The court held that there were “exceptional circumstances” that warranted lengthier than usual notice of termination, and while each factor on its own was not considered deserving of lengthier notice, the combination of the employee’s age, length of service and poor job prospects all amounted to exceptional circumstances, it says.
“One of the most important factors to note from this decision is that it establishes without a doubt that contrary to the assumptions of many employers, it cannot be presumed that an employee who has reached the age of 65 would be retiring in any event and therefore the employer can terminate without providing appropriate notice or pay in lieu of notice,” says Dvorkin, founding partner of D2Law LLP. “This attitude seems to have persisted amongst many Ontario employers despite the amendment to the Ontario Human Rights Code in 2006, which did away with mandatory retirement at age 65.”
For aging employees, it’s a reality that the risk of job loss increases “for the simple reason that as they age and become more experienced, they become more expensive and, unless they have unique skills or knowledge which are hard to replace, could be replaced by younger, less expensive employees,” says Dvorkin.
Ensuring performance doesn’t slip, documenting retirement plans and questioning poor reviews from managers are habits all employees should practise but are especially important for older employees, he adds.
For employers, it’s important to enter into contracts that limit entitlement upon termination to the minimum standards set out in the Employment Standards Act (ESA), says Dvorkin.
“Where an employer failed to do this or where such a contract is not practicable, an employer seeking to terminate the employment of a long-tenured employee who is not subject to an employment contract limiting entitlement on termination should try to negotiate a fair severance package with the employee, which exceeds the statutory minimums and obtain a release from the employee to ensure that the employee does not sue for wrongful dismissal,” he says. “At minimum, an employer should ensure that it complies with the minimum standards set out in the ESA so as to avoid the possibility of attracting punitive damages.
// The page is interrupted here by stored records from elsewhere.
use thiserror::Error;

/// Errors reported by a search backend.
#[derive(Error, Debug, Clone, PartialEq, Eq)]
pub enum SearchError {
    #[error("Search backend unavailable: {0}")]
    Unavailable(String),
}
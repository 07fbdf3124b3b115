use std::sync::{RwLock, RwLockReadGuard, RwLockWriteGuard};

use log::warn;

use super::cart_model::CartLine;
use super::cart_traits::CartStateTrait;
use crate::constants::MIN_QUANTITY;

/// In-memory cart state preserving insertion order.
#[derive(Default)]
pub struct InMemoryCartState {
    lines: RwLock<Vec<CartLine>>,
}

impl InMemoryCartState {
    pub fn new(lines: Vec<CartLine>) -> Self {
        Self {
            lines: RwLock::new(lines),
        }
    }

    fn read_lines(&self) -> RwLockReadGuard<'_, Vec<CartLine>> {
        self.lines.read().unwrap_or_else(|poisoned| {
            warn!("Cart state lock was poisoned, recovering");
            poisoned.into_inner()
        })
    }

    fn write_lines(&self) -> RwLockWriteGuard<'_, Vec<CartLine>> {
        self.lines.write().unwrap_or_else(|poisoned| {
            warn!("Cart state lock was poisoned, recovering");
            poisoned.into_inner()
        })
    }

    /// Inserts the line, or replaces the line with the same id in place.
    pub fn upsert_line(&self, line: CartLine) {
        let mut lines = self.write_lines();
        match lines.iter_mut().find(|l| l.line_id == line.line_id) {
            Some(existing) => *existing = line,
            None => lines.push(line),
        }
    }

    /// Removes the line; returns whether it existed.
    pub fn remove_line(&self, line_id: &str) -> bool {
        let mut lines = self.write_lines();
        let before = lines.len();
        lines.retain(|l| l.line_id != line_id);
        lines.len() != before
    }
}

impl CartStateTrait for InMemoryCartState {
    fn get_line(&self, line_id: &str) -> Option<CartLine> {
        self.read_lines()
            .iter()
            .find(|l| l.line_id == line_id)
            .cloned()
    }

    fn lines(&self) -> Vec<CartLine> {
        self.read_lines().clone()
    }

    fn update_quantity(&self, line_id: &str, update: &dyn Fn(u32) -> u32) -> Option<CartLine> {
        let mut lines = self.write_lines();
        let line = lines.iter_mut().find(|l| l.line_id == line_id)?;
        line.quantity = update(line.quantity).max(MIN_QUANTITY);
        Some(line.clone())
    }
}
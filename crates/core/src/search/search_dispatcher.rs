//! Debounced query dispatcher.
//!
//! Coalesces rapid input into at most one dispatched query per quiet period
//! and displays only the result of the most recently issued query, whatever
//! order the backend completes in.

use std::sync::{Arc, Mutex, MutexGuard};
use std::time::Duration;

use log::{debug, info, warn};

use crate::config::StorefrontConfig;
use crate::view::{ViewRenderer, ViewUpdate};

use super::pending_timer::PendingTimer;
use super::search_errors::SearchError;
use super::search_model::{DispatcherState, QueryRequest, SearchFailurePolicy, SearchResults};
use super::search_traits::SearchBackend;

/// Issuance bookkeeping guarded by one lock.
#[derive(Default)]
struct IssuanceLedger {
    /// Sequence of the latest issued query (0 = none yet).
    latest_issued: u64,
    /// Sequence of the latest issued query whose completion was rendered.
    latest_settled: u64,
    /// Results currently on screen.
    displayed: Option<SearchResults>,
}

struct DispatcherInner {
    backend: Arc<dyn SearchBackend>,
    renderer: Arc<dyn ViewRenderer>,
    debounce: Duration,
    min_query_chars: usize,
    failure_policy: SearchFailurePolicy,
    timer: PendingTimer,
    ledger: Mutex<IssuanceLedger>,
    /// Serializes result rendering; never held together with `ledger`.
    render_lock: Mutex<()>,
}

impl DispatcherInner {
    fn lock_ledger(&self) -> MutexGuard<'_, IssuanceLedger> {
        self.ledger.lock().unwrap_or_else(|poisoned| {
            warn!("Search dispatcher ledger mutex was poisoned, recovering");
            poisoned.into_inner()
        })
    }

    fn lock_render(&self) -> MutexGuard<'_, ()> {
        self.render_lock.lock().unwrap_or_else(|poisoned| {
            warn!("Search dispatcher render mutex was poisoned, recovering");
            poisoned.into_inner()
        })
    }

    fn dispatch(self: &Arc<Self>, text: String) -> Option<QueryRequest> {
        if text.chars().count() < self.min_query_chars {
            debug!("Ignoring short query {:?}", text);
            return None;
        }

        let request = {
            let mut ledger = self.lock_ledger();
            ledger.latest_issued += 1;
            QueryRequest::new(ledger.latest_issued, text)
        };
        info!("Dispatching query #{} {:?}", request.sequence, request.text);
        self.renderer
            .render(ViewUpdate::search_loading(request.text.clone()));

        let inner = Arc::clone(self);
        let in_flight = request.clone();
        tokio::spawn(async move {
            let outcome = inner.backend.search(&in_flight.text).await;
            inner.complete(&in_flight, outcome);
        });

        Some(request)
    }

    fn complete(&self, request: &QueryRequest, outcome: Result<SearchResults, SearchError>) {
        let _rendering = self.lock_render();

        let results = {
            let mut ledger = self.lock_ledger();
            if request.sequence != ledger.latest_issued {
                debug!(
                    "Dropping stale completion for query #{} (latest is #{})",
                    request.sequence, ledger.latest_issued
                );
                return;
            }

            let results = match outcome {
                Ok(results) => results,
                Err(e) => {
                    warn!("Search for {:?} failed: {}", request.text, e);
                    match (self.failure_policy, ledger.displayed.as_ref()) {
                        (SearchFailurePolicy::RetainPrevious, Some(previous)) => previous.clone(),
                        _ => SearchResults::empty(request.text.clone()),
                    }
                }
            };

            ledger.latest_settled = request.sequence;
            ledger.displayed = Some(results.clone());
            results
        };

        // The ledger lock is released so the renderer may read dispatcher state.
        self.renderer.render(ViewUpdate::search_results(results));
    }
}

/// Debounced, cancellable search dispatcher.
///
/// Cheap to clone; clones share the same pending timer and issuance ledger.
/// All methods must be called from within a tokio runtime.
#[derive(Clone)]
pub struct SearchDispatcher {
    inner: Arc<DispatcherInner>,
}

impl SearchDispatcher {
    pub fn new(
        backend: Arc<dyn SearchBackend>,
        renderer: Arc<dyn ViewRenderer>,
        config: &StorefrontConfig,
    ) -> Self {
        Self {
            inner: Arc::new(DispatcherInner {
                backend,
                renderer,
                debounce: config.search_debounce,
                min_query_chars: config.min_query_chars,
                failure_policy: config.search_failure_policy,
                timer: PendingTimer::new(),
                ledger: Mutex::new(IssuanceLedger::default()),
                render_lock: Mutex::new(()),
            }),
        }
    }

    /// Handles a raw input change: restarts the quiet period with `text`.
    pub fn on_input(&self, text: impl Into<String>) {
        let text = text.into();
        debug!(
            "Scheduling query {:?} in {}ms",
            text,
            self.inner.debounce.as_millis()
        );
        let inner = Arc::clone(&self.inner);
        self.inner.timer.reschedule(self.inner.debounce, move || {
            inner.dispatch(text);
            std::future::ready(())
        });
    }

    /// Handles an explicit submit: cancels any pending timer and dispatches
    /// immediately.
    ///
    /// Returns the issued request, or `None` when the query was too short.
    pub fn on_submit(&self, text: impl Into<String>) -> Option<QueryRequest> {
        self.inner.timer.cancel();
        self.inner.dispatch(text.into())
    }

    /// Cancels the pending timer without dispatching.
    pub fn cancel(&self) -> bool {
        self.inner.timer.cancel()
    }

    pub fn state(&self) -> DispatcherState {
        if self.inner.timer.is_pending() {
            return DispatcherState::Scheduled;
        }
        let ledger = self.inner.lock_ledger();
        if ledger.latest_settled < ledger.latest_issued {
            DispatcherState::Loading
        } else if ledger.displayed.is_some() {
            DispatcherState::Displayed
        } else {
            DispatcherState::Idle
        }
    }

    /// Results currently on screen.
    pub fn displayed(&self) -> Option<SearchResults> {
        self.inner.lock_ledger().displayed.clone()
    }

    /// Sequence number of the latest issued query (0 when none was issued).
    pub fn latest_issued(&self) -> u64 {
        self.inner.lock_ledger().latest_issued
    }
}
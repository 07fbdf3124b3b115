pub mod currency_format;
pub mod lenient_parse;

pub use currency_format::{format_amount, format_currency};
pub use lenient_parse::{parse_leading_decimal, parse_leading_int};
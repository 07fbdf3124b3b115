use async_trait::async_trait;

use super::search_errors::SearchError;
use super::search_model::SearchResults;

/// Trait for search backends.
///
/// The dispatcher calls `search` once per issued query and decides on its
/// own whether the completion is still current, so implementations need not
/// support cancellation.
#[async_trait]
pub trait SearchBackend: Send + Sync {
    async fn search(&self, query: &str) -> Result<SearchResults, SearchError>;
}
“Employers should also be aware that clauses purporting to require employees to retire at age 65 or any other age are contrary to law and will not be held up by the courts unless the employer can establish that the age in the mandatory retirement plan is a bona fide occupational requirement.”
Dvorkin says this case is noteworthy because of the long notice period, and he says where justified by exceptional circumstances, one can expect to see similar decisions in the future.
“There is no magic number or law that limits notice period to 24 months – it is a discretionary exercise that involves consideration of many factors, including length of service, age, position, the availability of similar jobs, etc.,” he says. “Where these factors conspire to make it very difficult for a dismissed employee to obtain comparable employment, I think courts will award more than 24 months’ notice on the basis of the existence of special circumstances.”
Another interesting point on this case, says Dvorkin, is the fact that the employer didn’t pay the employee the minimum standards required under the ESA.
“I am not sure whether the plaintiff sought punitive damages, but, it would seem to me that the actions of the employer in this case would have justified an award of punitive damages.”